Across Africa, and much of the world, end-of-use plastic is not collected for proper recycling. Instead, it is burnt; ends up in drains, sewers, fields and rivers; or in unprotected landfill, allowing toxins and microplastics to leak out. This is one of the hidden costs of our modern ‘linear’ economy – take, make and waste. Four entrepreneurs are turning that plastic waste into value – creating jobs for both disadvantaged and skilled people, improving local environments, and helping people find a purpose. We dig into their business models and hear their top tips for circular startups
Eco Brixs | lessons from social entrepreneurs in Africa | 30 under 30 | Don’t try to fix the problem
EcoBrixs Mission is “To create green, environmentally friendly, sustainable solutions to lift people out of abject poverty in Uganda”, and it does that by giving trash – waste plastic – a value.

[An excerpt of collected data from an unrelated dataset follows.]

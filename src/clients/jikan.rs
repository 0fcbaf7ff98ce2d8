use super::http::{FetchClient, FetchError};
use crate::domain::MalId;
use serde::Deserialize;

pub const JIKAN_API: &str = "https://api.jikan.moe/v4";

#[derive(Debug, Deserialize)]
struct JikanResponse<T> {
    data: T,
}

#[derive(Debug, Clone, Default, Deserialize)]
pub struct JikanAnime {
    pub mal_id: i32,
    pub title: String,
    pub title_english: Option<String>,
    pub title_japanese: Option<String>,
    pub synopsis: Option<String>,
    pub images: Option<Images>,
    pub trailer: Option<Trailer>,
    pub rating: Option<String>,
    pub status: Option<String>,
    pub aired: Option<Aired>,
    pub duration: Option<String>,
    pub score: Option<f32>,
}

impl JikanAnime {
    #[must_use]
    pub fn cover_image(&self) -> Option<&str> {
        self.images
            .as_ref()
            .and_then(|i| i.jpg.as_ref())
            .and_then(|jpg| jpg.large_image_url.as_deref())
    }

    #[must_use]
    pub fn trailer_url(&self) -> Option<&str> {
        self.trailer.as_ref().and_then(|t| t.url.as_deref())
    }

    #[must_use]
    pub fn aired_from(&self) -> Option<&str> {
        self.aired.as_ref().and_then(|a| a.from.as_deref())
    }

    #[must_use]
    pub fn aired_to(&self) -> Option<&str> {
        self.aired.as_ref().and_then(|a| a.to.as_deref())
    }
}

#[derive(Debug, Clone, Default, Deserialize)]
pub struct Images {
    pub jpg: Option<ImageSet>,
}

#[derive(Debug, Clone, Default, Deserialize)]
pub struct ImageSet {
    pub large_image_url: Option<String>,
}

#[derive(Debug, Clone, Default, Deserialize)]
pub struct Trailer {
    pub url: Option<String>,
}

#[derive(Debug, Clone, Default, Deserialize)]
pub struct Aired {
    pub from: Option<String>,
    pub to: Option<String>,
}

#[derive(Debug, Clone, Default, Deserialize)]
pub struct JikanEpisode {
    pub mal_id: Option<i32>,
    pub title: Option<String>,
    pub title_english: Option<String>,
    pub title_romanji: Option<String>,
    pub title_japanese: Option<String>,
    pub aired: Option<String>,
    pub synopsis: Option<String>,
    #[serde(default)]
    pub filler: bool,
    #[serde(default)]
    pub recap: bool,
}

/// One page of `/anime/{id}/episodes`.
#[derive(Debug, Clone, Deserialize)]
pub struct EpisodePage {
    pub data: Vec<JikanEpisode>,
    #[serde(default)]
    pub pagination: Option<Pagination>,
}

impl EpisodePage {
    #[must_use]
    pub fn has_next_page(&self) -> bool {
        self.pagination.as_ref().is_some_and(|p| p.has_next_page)
    }
}

#[derive(Debug, Clone, Default, Deserialize)]
pub struct Pagination {
    pub last_visible_page: Option<u32>,
    #[serde(default)]
    pub has_next_page: bool,
    pub items: Option<PaginationItems>,
}

#[derive(Debug, Clone, Default, Deserialize)]
pub struct PaginationItems {
    pub total: Option<u32>,
    pub per_page: Option<u32>,
}

pub struct JikanClient {
    fetch: FetchClient,
    base_url: String,
}

impl JikanClient {
    pub fn new(fetch: FetchClient, base_url: impl Into<String>) -> Self {
        Self {
            fetch,
            base_url: base_url.into().trim_end_matches('/').to_string(),
        }
    }

    pub async fn get_anime_full(&self, mal_id: MalId) -> Result<JikanAnime, FetchError> {
        let url = format!("{}/anime/{}/full", self.base_url, mal_id);
        let response: JikanResponse<JikanAnime> = self.fetch.fetch_json(&url, mal_id).await?;
        Ok(response.data)
    }

    pub async fn get_episodes_page(
        &self,
        mal_id: MalId,
        page: u32,
    ) -> Result<EpisodePage, FetchError> {
        let url = format!("{}/anime/{}/episodes?page={}", self.base_url, mal_id, page);
        self.fetch.fetch_json(&url, mal_id).await
    }
}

That means anyone in the community can recycle.
Eco Brixs started out in 2017. Frustrated with the lack of waste management systems in Masaka, Andy Bownds and his team started collecting plastic in his back garden, and after collecting 2 tonnes, decided to start a simple plastic collection facility called ‘Masaka Recycling Initiative’.
They went further, creating a circular economy solution to recycle plastic which would help support the local communities and economy. They developed an innovative plastic-sand composite paver which has been proven to be stronger, lighter and more durable than concrete. Fast-forward to 2019, and Masaka Recycling Initiative has now evolved into ‘Eco Brixs’, one of the largest recycling facilities outside of Kampala.